Studio album by Robin Williamson and his Merry Band
- Released: 1977
- Recorded: March 1975 – January 1977
- Genre: Folk • country folk
- Length: 43:01
- Label: Edsel
- Producer: Robin Williamson

Robin Williamson and his Merry Band chronology
| Myrrh (1972) | Journey's Edge (1977) | American Stonehenge (1978) |

= Journey's Edge =

Journey's Edge is the second solo album by Scottish folk artist Robin Williamson and his Merry Band. The work was released in 1977, and re-released in 2008 by Fledg'ling Records with ten bonus tracks.

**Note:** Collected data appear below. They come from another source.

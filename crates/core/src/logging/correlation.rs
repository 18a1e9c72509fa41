//! Correlation id generation.
//!
//! Format: `run-YYYYMMDD-HHMMSS-xxxxxx` where the timestamp is UTC at second
//! resolution and the suffix is six characters from `[0-9a-z]`.

use chrono::{DateTime, Utc};

use crate::logging::logger::StructuredLogger;

const SUFFIX_LEN: usize = 6;
const ALPHABET: &[u8; 36] = b"0123456789abcdefghijklmnopqrstuvwxyz";

/// A generated id and whether it fell back to the process id suffix.
#[derive(Debug, Clone, PartialEq, Eq)]
pub struct GeneratedId {
    pub id: String,
    /// True when no randomness was available. Such ids are only unique
    /// among concurrently running processes.
    pub degraded: bool,
}

impl GeneratedId {
    /// Take the id, warning on `bootstrap` first when it is degraded.
    pub fn into_run_id(self, bootstrap: &StructuredLogger) -> String {
        if self.degraded {
            bootstrap.warn(
                "init",
                "randomness source unavailable, using process id as run id suffix",
            );
        }
        self.id
    }
}

/// Generate a new run id for the current instant.
///
/// When the OS randomness source fails, the process id is used as the
/// suffix and a bootstrap warning without `run_id` goes to stdout.
pub fn new_id() -> String {
    generate_with(Utc::now(), getrandom::getrandom).into_run_id(&StructuredLogger::bootstrap())
}

/// Generate an id from an explicit clock reading and random source.
pub fn generate_with<E>(
    now: DateTime<Utc>,
    fill: impl FnOnce(&mut [u8]) -> Result<(), E>,
) -> GeneratedId {
    let mut bytes = [0u8; SUFFIX_LEN];
    let (suffix, degraded) = match fill(&mut bytes) {
        Ok(()) => (
            bytes
                .iter()
                .map(|b| ALPHABET[usize::from(*b) % ALPHABET.len()] as char)
                .collect::<String>(),
            false,
        ),
        Err(_) => (pid_suffix(std::process::id()), true),
    };

    GeneratedId {
        id: format!("{}-{suffix}", now.format("run-%Y%m%d-%H%M%S")),
        degraded,
    }
}

/// The process id in base 36, zero-padded or truncated to the suffix length.
fn pid_suffix(pid: u32) -> String {
    let mut digits = Vec::new();
    let mut rest = pid;
    loop {
        digits.push(ALPHABET[(rest % 36) as usize] as char);
        rest /= 36;
        if rest == 0 {
            break;
        }
    }
    while digits.len() < SUFFIX_LEN {
        digits.push('0');
    }
    digits.truncate(SUFFIX_LEN);
    digits.into_iter().rev().collect()
}

/// Check that a string has the run id shape.
pub fn is_valid_run_id(candidate: &str) -> bool {
    let parts: Vec<&str> = candidate.split('-').collect();
    let [prefix, date, time, suffix] = parts.as_slice() else {
        return false;
    };

    *prefix == "run"
        && date.len() == 8
        && date.bytes().all(|b| b.is_ascii_digit())
        && time.len() == 6
        && time.bytes().all(|b| b.is_ascii_digit())
        && suffix.len() == SUFFIX_LEN
        && suffix
            .bytes()
            .all(|b| b.is_ascii_digit() || b.is_ascii_lowercase())
}
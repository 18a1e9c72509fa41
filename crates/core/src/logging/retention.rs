//! Log retention.
//!
//! Removes log files older than the retention window, then any per-run
//! directory left empty. Nothing here fails the pipeline: every problem is
//! collected into the report and logged as a warning by the caller.

use std::path::{Path, PathBuf};
use std::time::{Duration, SystemTime};
use walkdir::WalkDir;

/// Outcome of a retention pass.
#[derive(Debug, Default)]
pub struct RetentionReport {
    pub removed_files: Vec<PathBuf>,
    pub removed_dirs: Vec<PathBuf>,
    /// Human-readable descriptions of entries that could not be removed.
    pub failures: Vec<String>,
}

impl RetentionReport {
    pub fn is_clean(&self) -> bool {
        self.failures.is_empty()
    }
}

/// Retention window in days as a `Duration`.
pub fn retention_window(days: u64) -> Duration {
    Duration::from_secs(days.saturating_mul(24 * 60 * 60))
}

/// Delete files under `dir` last modified more than `retention` before `now`.
///
/// A missing `dir` is not an error. `dir` itself is never removed.
pub fn cleanup_logs(dir: &Path, retention: Duration, now: SystemTime) -> RetentionReport {
    let mut report = RetentionReport::default();

    if !dir.exists() {
        return report;
    }

    let cutoff = now.checked_sub(retention).unwrap_or(SystemTime::UNIX_EPOCH);

    // Children are visited before their parent so a directory emptied by
    // this pass can be removed in the same pass.
    for entry in WalkDir::new(dir).min_depth(1).contents_first(true) {
        let entry = match entry {
            Ok(entry) => entry,
            Err(err) => {
                report.failures.push(format!("failed to read log entry: {err}"));
                continue;
            }
        };
        let path = entry.path();

        if entry.file_type().is_dir() {
            if is_empty_dir(path) {
                match std::fs::remove_dir(path) {
                    Ok(()) => report.removed_dirs.push(path.to_path_buf()),
                    Err(err) => report
                        .failures
                        .push(format!("failed to remove {}: {err}", path.display())),
                }
            }
            continue;
        }

        let modified = match entry.metadata().map(|meta| meta.modified()) {
            Ok(Ok(modified)) => modified,
            Ok(Err(err)) => {
                report
                    .failures
                    .push(format!("failed to stat {}: {err}", path.display()));
                continue;
            }
            Err(err) => {
                report
                    .failures
                    .push(format!("failed to stat {}: {err}", path.display()));
                continue;
            }
        };

        if modified < cutoff {
            match std::fs::remove_file(path) {
                Ok(()) => report.removed_files.push(path.to_path_buf()),
                Err(err) => report
                    .failures
                    .push(format!("failed to remove {}: {err}", path.display())),
            }
        }
    }

    tracing::debug!(
        files = report.removed_files.len(),
        dirs = report.removed_dirs.len(),
        failures = report.failures.len(),
        "log retention pass finished"
    );

    report
}

fn is_empty_dir(path: &Path) -> bool {
    std::fs::read_dir(path)
        .map(|mut entries| entries.next().is_none())
        .unwrap_or(false)
}
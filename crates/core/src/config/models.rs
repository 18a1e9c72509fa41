//! Configuration models that aggregate all settings.
//!
//! This module provides the unified `AppConfig` structure that combines
//! the orchestrator settings and the step definitions into a single
//! configuration object rooted at a project directory.

use lp_protocol::config_models::{PipelineDefinition, PipelineSettings};
use std::path::{Path, PathBuf};

/// Name of the project configuration directory.
pub const CONFIG_DIR: &str = ".localpipe";

/// Unified application configuration loaded from `.localpipe/`.
///
/// # Example
///
/// ```rust,no_run
/// use lp_core::config::loader::load_config;
/// use std::path::Path;
///
/// # fn example() -> Result<(), Box<dyn std::error::Error>> {
/// let config = load_config(Path::new("."))?;
/// println!("Budget: {}s", config.settings.timeout_seconds);
/// # Ok(())
/// # }
/// ```
#[derive(Debug, Clone)]
pub struct AppConfig {
    /// Project root every relative path is resolved against.
    pub root: PathBuf,

    /// Settings from `config.toml`.
    pub settings: PipelineSettings,

    /// Step commands from `pipeline.yaml`.
    pub pipeline: PipelineDefinition,
}

impl AppConfig {
    /// Default configuration rooted at `root`.
    pub fn with_root(root: &Path) -> Self {
        Self {
            root: root.to_path_buf(),
            settings: PipelineSettings::default(),
            pipeline: PipelineDefinition::default(),
        }
    }

    /// Resolve a configured path against the project root.
    pub fn resolve(&self, path: &Path) -> PathBuf {
        if path.is_absolute() {
            path.to_path_buf()
        } else {
            self.root.join(path)
        }
    }

    pub fn log_dir(&self) -> PathBuf {
        self.resolve(&self.settings.log_dir)
    }

    pub fn state_file(&self) -> PathBuf {
        self.resolve(&self.settings.state_file)
    }
}

#[cfg(test)]
mod tests {
    use super::*;

    #[test]
    fn test_resolve_relative_and_absolute() {
        let config = AppConfig::with_root(Path::new("/srv/project"));

        assert_eq!(config.log_dir(), PathBuf::from("/srv/project/logs"));
        assert_eq!(
            config.state_file(),
            PathBuf::from("/srv/project/.localpipe/deployment-state.json")
        );
        assert_eq!(config.resolve(Path::new("/tmp/x")), PathBuf::from("/tmp/x"));
    }
}
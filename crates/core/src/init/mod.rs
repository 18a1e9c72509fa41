//! Project initialization.
//!
//! Generates a `.localpipe/` directory from embedded templates:
//! - `config.toml`: orchestrator settings
//! - `pipeline.yaml`: step commands
//!
//! # Example
//!
//! ```no_run
//! use lp_core::init::{generate_localpipe_structure, InitOptions};
//! use std::path::PathBuf;
//!
//! # fn example() -> Result<(), Box<dyn std::error::Error>> {
//! let options = InitOptions {
//!     target_dir: PathBuf::from("."),
//!     force: false,
//! };
//!
//! generate_localpipe_structure(&options)?;
//! # Ok(())
//! # }
//! ```

pub mod error;
pub mod generator;
pub mod templates;

pub use error::{InitError, InitResult};
pub use generator::{generate_localpipe_structure, InitOptions};
pub use templates::{get_template, list_templates};
//! Structured, correlated logger.
//!
//! Every call produces one [`LogEntry`] serialized as a single JSON line.
//! The line is written with one `write_all` per sink while the logger lock
//! is held, so concurrent callers never interleave partial lines.

use chrono::{SecondsFormat, Utc};
use lp_protocol::log_models::{LogEntry, LogLevel, SourceContext};
use std::fs::{File, OpenOptions};
use std::io::{self, Write};
use std::path::{Path, PathBuf};
use std::sync::{Mutex, MutexGuard};
use std::time::Duration;

/// The fields of an entry before the logger stamps it.
#[derive(Debug, Clone)]
pub struct LogRecord {
    pub level: LogLevel,
    pub step: String,
    pub message: String,
    pub source: Option<SourceContext>,
    pub duration_ms: Option<u64>,
    pub exit_code: Option<i32>,
}

impl LogRecord {
    pub fn new(level: LogLevel, step: impl Into<String>, message: impl Into<String>) -> Self {
        Self {
            level,
            step: step.into(),
            message: message.into(),
            source: None,
            duration_ms: None,
            exit_code: None,
        }
    }

    pub fn with_source(mut self, source: SourceContext) -> Self {
        self.source = Some(source);
        self
    }

    pub fn with_duration(mut self, duration: Duration) -> Self {
        self.duration_ms = Some(duration_ms(duration));
        self
    }

    pub fn with_exit_code(mut self, exit_code: i32) -> Self {
        self.exit_code = Some(exit_code);
        self
    }
}

struct Sinks {
    file: Option<File>,
    stdout: bool,
    entries: Vec<LogEntry>,
}

/// Logger bound to one run id.
///
/// Writes to stdout and/or an append-only log file and keeps every entry
/// it emitted in memory for the run summary.
pub struct StructuredLogger {
    run_id: Option<String>,
    log_path: Option<PathBuf>,
    sinks: Mutex<Sinks>,
}

impl StructuredLogger {
    /// A logger that only records entries in memory.
    pub fn new(run_id: impl Into<String>) -> Self {
        Self {
            run_id: Some(run_id.into()),
            log_path: None,
            sinks: Mutex::new(Sinks {
                file: None,
                stdout: false,
                entries: Vec::new(),
            }),
        }
    }

    /// A logger for entries emitted before a run id exists.
    pub fn bootstrap() -> Self {
        Self {
            run_id: None,
            log_path: None,
            sinks: Mutex::new(Sinks {
                file: None,
                stdout: true,
                entries: Vec::new(),
            }),
        }
    }

    /// Also append every entry to `path`, creating it and its parent
    /// directories if needed.
    pub fn with_log_file(mut self, path: &Path) -> io::Result<Self> {
        if let Some(parent) = path.parent() {
            if !parent.as_os_str().is_empty() {
                std::fs::create_dir_all(parent)?;
            }
        }
        let file = OpenOptions::new().create(true).append(true).open(path)?;
        self.lock().file = Some(file);
        self.log_path = Some(path.to_path_buf());
        Ok(self)
    }

    /// Echo every entry to stdout.
    pub fn with_stdout(self, enabled: bool) -> Self {
        self.lock().stdout = enabled;
        self
    }

    pub fn run_id(&self) -> Option<&str> {
        self.run_id.as_deref()
    }

    pub fn log_path(&self) -> Option<&Path> {
        self.log_path.as_deref()
    }

    /// Stamp, serialize and write a record.
    pub fn emit(&self, record: LogRecord) -> LogEntry {
        let entry = LogEntry {
            timestamp: Utc::now().to_rfc3339_opts(SecondsFormat::Millis, true),
            level: record.level,
            step: record.step,
            message: record.message,
            run_id: self.run_id.clone(),
            source: record.source,
            duration_ms: record.duration_ms,
            exit_code: record.exit_code,
        };

        let mut sinks = self.lock();
        match serde_json::to_string(&entry) {
            Ok(mut line) => {
                line.push('\n');
                if sinks.stdout {
                    let stdout = io::stdout();
                    let mut handle = stdout.lock();
                    if let Err(err) = handle.write_all(line.as_bytes()).and_then(|()| handle.flush())
                    {
                        tracing::warn!("failed to write log entry to stdout: {err}");
                    }
                }
                if let Some(file) = sinks.file.as_mut() {
                    if let Err(err) = file.write_all(line.as_bytes()) {
                        tracing::warn!("failed to write log entry to log file: {err}");
                    }
                }
            }
            Err(err) => tracing::warn!("failed to serialize log entry: {err}"),
        }
        sinks.entries.push(entry.clone());
        entry
    }

    pub fn log(&self, level: LogLevel, step: &str, message: impl Into<String>) -> LogEntry {
        self.emit(LogRecord::new(level, step, message))
    }

    pub fn info(&self, step: &str, message: impl Into<String>) -> LogEntry {
        self.log(LogLevel::Info, step, message)
    }

    pub fn success(&self, step: &str, message: impl Into<String>) -> LogEntry {
        self.log(LogLevel::Success, step, message)
    }

    pub fn warn(&self, step: &str, message: impl Into<String>) -> LogEntry {
        self.log(LogLevel::Warn, step, message)
    }

    pub fn error(&self, step: &str, message: impl Into<String>) -> LogEntry {
        self.log(LogLevel::Error, step, message)
    }

    /// Every entry emitted so far, in order.
    pub fn entries(&self) -> Vec<LogEntry> {
        self.lock().entries.clone()
    }

    fn lock(&self) -> MutexGuard<'_, Sinks> {
        self.sinks.lock().unwrap_or_else(|poisoned| poisoned.into_inner())
    }
}

pub(crate) fn duration_ms(duration: Duration) -> u64 {
    u64::try_from(duration.as_millis()).unwrap_or(u64::MAX)
}

/// Capture the current file, line and enclosing function as a
/// [`SourceContext`](lp_protocol::log_models::SourceContext).
#[macro_export]
macro_rules! source_context {
    () => {{
        fn __here() {}
        fn __type_name_of<T>(_: T) -> &'static str {
            ::std::any::type_name::<T>()
        }
        let name = __type_name_of(__here);
        let name = name.strip_suffix("::__here").unwrap_or(name);
        $crate::logging::SourceContext {
            source_file: file!().to_string(),
            line_number: line!(),
            function_name: name.trim_end_matches("::{{closure}}").to_string(),
        }
    }};
}

/// Log a formatted message tagged with the call site.
///
/// ```rust,ignore
/// log_event!(logger, LogLevel::Info, "lint", "running {}", command);
/// ```
#[macro_export]
macro_rules! log_event {
    ($logger:expr, $level:expr, $step:expr, $($arg:tt)+) => {
        $logger.emit(
            $crate::logging::LogRecord::new($level, $step, format!($($arg)+))
                .with_source($crate::source_context!()),
        )
    };
}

Journey's Edge was the beginning of a creative period for Williamson. It is the beginning of Williamson's interest with the harp, then played by Sylvia Woods, and ancient bardic poetry. These new interests would be increasingly evident in later albums and storytelling by Williamson. This is the first post Incredible String Band era album by Williamson. It is a mixture of folk, baroque, pop, and Celtic music. Tracks like "Border Tango" and "Red Eye Blues" deal with remembering and travel. It is not until the track "Tomorrow" that there is a sense of the future. Overall, there is a sense of emotional integrity expressed by Williamson in his vocals that give a deeper meaning to the lighthearted songs. Williamson masterfully prolonged syllables within the tracks that is reminiscent of his Incredible String Band days.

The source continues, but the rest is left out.